Executive Director's Note: Collective Crisis, Cooperative Action
by Brad Erickson
Change, I pointed out in last month's column, is not only the theme of the two presidential campaigns; it is an undeniable reality here in the Bay Area, where demographic shifts have transformed our social landscape. In September and October, astonishing changes occurred, almost daily, in the economic sector. Even the presidential candidates seemed unable to explain the fine points of a $700 billion rescue package for Wall Street. Explanations are murky as to how we got into this mess, and no one is presuming to predict where all of this will lead.
At our recent Annual Conference, theatre managers and trustees were baffled as to what immediate action, if any, to take. Prudence seems in order, everyone agreed, but paralysis was also seen as a real danger. Following 9/11 the theatres of New York, Chicago, the Bay Area and cities across the country united with others in their respective communities to confront a catastrophic situation together. Today's crisis facing our national economy is another moment begging for collective action and a common will--a time to offer emotional and spiritual engagement to worried citizens and a chance to kindle an economic spark for sputtering communities.
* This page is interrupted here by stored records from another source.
//! Postgres implementations of the store traits

pub mod chats;
pub mod contents;
pub mod users;

use super::StoreError;

/// Map unique-key violations to a conflict, everything else stays a database error
pub(crate) fn map_unique_violation(err: sqlx::Error, message: &str) -> StoreError {
    let is_unique = err
        .as_database_error()
        .map(|db_err| db_err.is_unique_violation())
        .unwrap_or(false);

    if is_unique {
        StoreError::Conflict(message.to_string())
    } else {
        StoreError::Database(err)
    }
}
We have a moment that calls for new opportunities for cooperation.
With our Free Night of Theater campaign we have a powerful example of cooperation among theatre companies locally and nationwide. Here is a massive cooperative effort to raise the profile of theatre in communities across the country and to work collectively to build new audiences, both for the discipline as a whole and for each of our individual theatres.
Last month, Free Night celebrated its national launch, with Theatre Communications Group (TCG)--the national theatre service organization--coordinating the campaign's growth to 120 cities across the country. This fall Free Night rolled out for the first time in major new markets including New York, Chicago, Miami, Dallas, St. Louis, Salt Lake City and a host of smaller communities.
The national initiative is indebted to the generous and far-sighted theatres of the Bay Area who year after year make the campaign in this region the benchmark in terms of the number of theatres participating and tickets given away. This fall over 100 of the 610 theatre companies participating nationwide come from the Bay Area.
As we prepared to embark on this year's campaign, the Doris Duke Charitable Foundation awarded Theatre Bay Area a grant of $200,000 to work with TCG in spurring the national launch of Free Night of Theater. The monies will fund an enhanced PR campaign, support creative innovations here and in other cities, and underwrite extensive tracking to help us more deeply understand the lasting impact of Free Night on audiences and participating theatres.
The grant will also help us study, record and disseminate the program's best practices, so we can assist new regions coming onto the campaign next year, and enable us to reach out to other arts disciplines--such as our colleagues in opera, dance and symphonic music--who are looking to replicate Free Night's success.
Perhaps most exciting of all, we are now commissioning researcher Alan Brown to conduct a groundbreaking study, measuring the intrinsic impact of Free Night of Theater's performances on its audiences. This is a brand-new field of research, and the Free Night study will be the first focused on a single arts discipline. We will be assessing not just how many butts were in the seats, or even trying to understand more about who exactly those derrieres belong to--how old they are, what color they are, how many times we've seen them before--but we will be measuring the core of what theatres actually do: How impactful was the art itself? We will be asking patrons, "Were you transformed? How transformed? And for how long?"
Now, in this moment of profound economic uncertainty, is the time to cooperate in new ways to further Free Night's goal of building new audiences. The Bay Area Big List, launched just five months ago and supported by the Wallace Foundation, has taken off with a bang, bringing on 69 organizations in San Francisco in the first pilot year. In January 2009, when we expand the initiative to the East Bay and South Bay regions, we expect the List to grow to 120 participating arts organizations--of all shapes, sizes and disciplines--making the Bay Area Big List the largest collective audience database in the country.
With the Big List, arts organizations pool information on their audiences, enabling groups to target their programming to precise demographics and histories of arts engagement. A theatre looking for young Asian Americans living in San Francisco's Richmond District who love musicals and modern dance can find them. Testimonials on the power of the Big List from organizations such the San Francisco Opera, ACT and the African-American Shakespeare Company show that participating groups of all types spend less money reaching new audiences and see far better results.
With Free Night of Theater and the Big List we have powerful models of arts organizations working cooperatively in a moment of economic uncertainty. We are learning to avoid the impulse to hoard from a sense of scarcity and opting to share in a common effort to change the habits of cultural participation across our region.